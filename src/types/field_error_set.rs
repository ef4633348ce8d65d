use crate::types::{ErrorVec, ValidationFailure};
use core::fmt;

use serde::de::{MapAccess, Visitor};
use serde::ser::SerializeMap;
use serde::{Deserialize, Deserializer, Serialize, Serializer};

/// One field together with the messages recorded against it.
#[derive(Debug, Clone, PartialEq, Eq, Hash)]
pub struct FieldEntry {
    field: String,
    messages: ErrorVec<String>,
}

impl FieldEntry {
    /// The field name this entry is attributed to.
    #[inline]
    pub fn field(&self) -> &str {
        &self.field
    }

    /// Messages in first-insertion order.
    #[inline]
    pub fn messages(&self) -> &[String] {
        &self.messages
    }
}

/// Ordered, deduplicated mapping from field name to messages.
///
/// Field names are unique within a set and keep the order in which they were
/// first seen. Messages under one field are deduplicated and also keep their
/// first-insertion order, so the same failure reported twice by two codec
/// invocations shows up once.
///
/// The set only grows: there is no per-message removal. It is created empty when
/// a scope opens and read once at the aggregation boundary.
///
/// # Examples
///
/// ```
/// use field_rail::FieldErrorSet;
///
/// let mut set = FieldErrorSet::new();
/// set.push("email", "Email must contain @.");
/// set.push("age", "Age cannot be negative.");
/// set.push("email", "Email must contain @.");
///
/// assert_eq!(set.len(), 2);
/// assert_eq!(set.get("email").unwrap(), ["Email must contain @.".to_string()]);
/// ```
#[derive(Debug, Clone, PartialEq, Eq, Hash, Default)]
pub struct FieldErrorSet {
    entries: Vec<FieldEntry>,
}

impl FieldErrorSet {
    /// Creates an empty set.
    #[inline]
    pub const fn new() -> Self {
        Self { entries: Vec::new() }
    }

    /// Appends `message` under `field`.
    ///
    /// Returns `true` when the message was not already present for that field.
    pub fn push(&mut self, field: impl Into<String>, message: impl Into<String>) -> bool {
        let field = field.into();
        let message = message.into();

        match self.entries.iter_mut().find(|entry| entry.field == field) {
            Some(entry) => {
                if entry.messages.iter().any(|existing| *existing == message) {
                    false
                } else {
                    entry.messages.push(message);
                    true
                }
            },
            None => {
                let mut messages = ErrorVec::new();
                messages.push(message);
                self.entries.push(FieldEntry { field, messages });
                true
            },
        }
    }

    /// Appends a single failure, keyed by its field.
    #[inline]
    pub fn record(&mut self, failure: ValidationFailure) -> bool {
        let (field, reason, _) = failure.into_parts();
        self.push(field, reason)
    }

    /// Appends every `(field, message)` pair of `other`, preserving its order.
    pub fn merge(&mut self, other: FieldErrorSet) {
        for entry in other.entries {
            for message in entry.messages {
                self.push(entry.field.clone(), message);
            }
        }
    }

    /// Returns `true` if nothing has been recorded.
    #[inline]
    pub fn is_empty(&self) -> bool {
        self.entries.is_empty()
    }

    /// Number of distinct fields.
    #[inline]
    pub fn len(&self) -> usize {
        self.entries.len()
    }

    /// Total number of messages across all fields.
    pub fn message_count(&self) -> usize {
        self.entries.iter().map(|entry| entry.messages.len()).sum()
    }

    /// Messages recorded for `field`, if any.
    pub fn get(&self, field: &str) -> Option<&[String]> {
        self.entries
            .iter()
            .find(|entry| entry.field == field)
            .map(|entry| entry.messages.as_slice())
    }

    /// Returns `true` if `field` has at least one message.
    #[inline]
    pub fn contains_field(&self, field: &str) -> bool {
        self.get(field).is_some()
    }

    /// Field names in insertion order.
    pub fn fields(&self) -> impl Iterator<Item = &str> + '_ {
        self.entries.iter().map(|entry| entry.field.as_str())
    }

    /// Iterates over entries in insertion order.
    #[inline]
    pub fn iter(&self) -> core::slice::Iter<'_, FieldEntry> {
        self.entries.iter()
    }

    /// Flattens the set back into individual `(field, message)` pairs.
    pub fn pairs(&self) -> impl Iterator<Item = (&str, &str)> + '_ {
        self.entries.iter().flat_map(|entry| {
            entry
                .messages
                .iter()
                .map(move |message| (entry.field.as_str(), message.as_str()))
        })
    }

    /// Removes everything, keeping the allocation.
    #[inline]
    pub fn clear(&mut self) {
        self.entries.clear();
    }
}

impl FromIterator<ValidationFailure> for FieldErrorSet {
    fn from_iter<I: IntoIterator<Item = ValidationFailure>>(iter: I) -> Self {
        let mut set = Self::new();
        set.extend(iter);
        set
    }
}

impl<F, M> FromIterator<(F, M)> for FieldErrorSet
where
    F: Into<String>,
    M: Into<String>,
{
    fn from_iter<I: IntoIterator<Item = (F, M)>>(iter: I) -> Self {
        let mut set = Self::new();
        for (field, message) in iter {
            set.push(field, message);
        }
        set
    }
}

impl Extend<ValidationFailure> for FieldErrorSet {
    fn extend<I: IntoIterator<Item = ValidationFailure>>(&mut self, iter: I) {
        for failure in iter {
            self.record(failure);
        }
    }
}

impl IntoIterator for FieldErrorSet {
    type Item = FieldEntry;
    type IntoIter = std::vec::IntoIter<FieldEntry>;

    fn into_iter(self) -> Self::IntoIter {
        self.entries.into_iter()
    }
}

impl<'a> IntoIterator for &'a FieldErrorSet {
    type Item = &'a FieldEntry;
    type IntoIter = core::slice::Iter<'a, FieldEntry>;

    fn into_iter(self) -> Self::IntoIter {
        self.entries.iter()
    }
}

impl fmt::Display for FieldErrorSet {
    fn fmt(&self, f: &mut fmt::Formatter<'_>) -> fmt::Result {
        for (index, entry) in self.entries.iter().enumerate() {
            if index > 0 {
                f.write_str("; ")?;
            }
            write!(f, "{}: {}", entry.field, entry.messages.join(" "))?;
        }
        Ok(())
    }
}

impl Serialize for FieldErrorSet {
    fn serialize<S: Serializer>(&self, serializer: S) -> Result<S::Ok, S::Error> {
        let mut map = serializer.serialize_map(Some(self.entries.len()))?;
        for entry in &self.entries {
            map.serialize_entry(&entry.field, entry.messages.as_slice())?;
        }
        map.end()
    }
}

impl<'de> Deserialize<'de> for FieldErrorSet {
    fn deserialize<D: Deserializer<'de>>(deserializer: D) -> Result<Self, D::Error> {
        struct SetVisitor;

        impl<'de> Visitor<'de> for SetVisitor {
            type Value = FieldErrorSet;

            fn expecting(&self, f: &mut fmt::Formatter<'_>) -> fmt::Result {
                f.write_str("a map from field name to a list of messages")
            }

            fn visit_map<A: MapAccess<'de>>(self, mut access: A) -> Result<Self::Value, A::Error> {
                let mut set = FieldErrorSet::new();
                while let Some((field, messages)) = access.next_entry::<String, Vec<String>>()? {
                    for message in messages {
                        set.push(field.clone(), message);
                    }
                }
                Ok(set)
            }
        }

        deserializer.deserialize_map(SetVisitor)
    }
}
◆ ◆ ◆ ◆ ◆
**TASK GOAL**
From the listing above, return every line that carries the string "under".

**SOLUTION TO THE EXERCISE**
/// first seen. Messages under one field are deduplicated and also keep their
    /// Appends `message` under `field`.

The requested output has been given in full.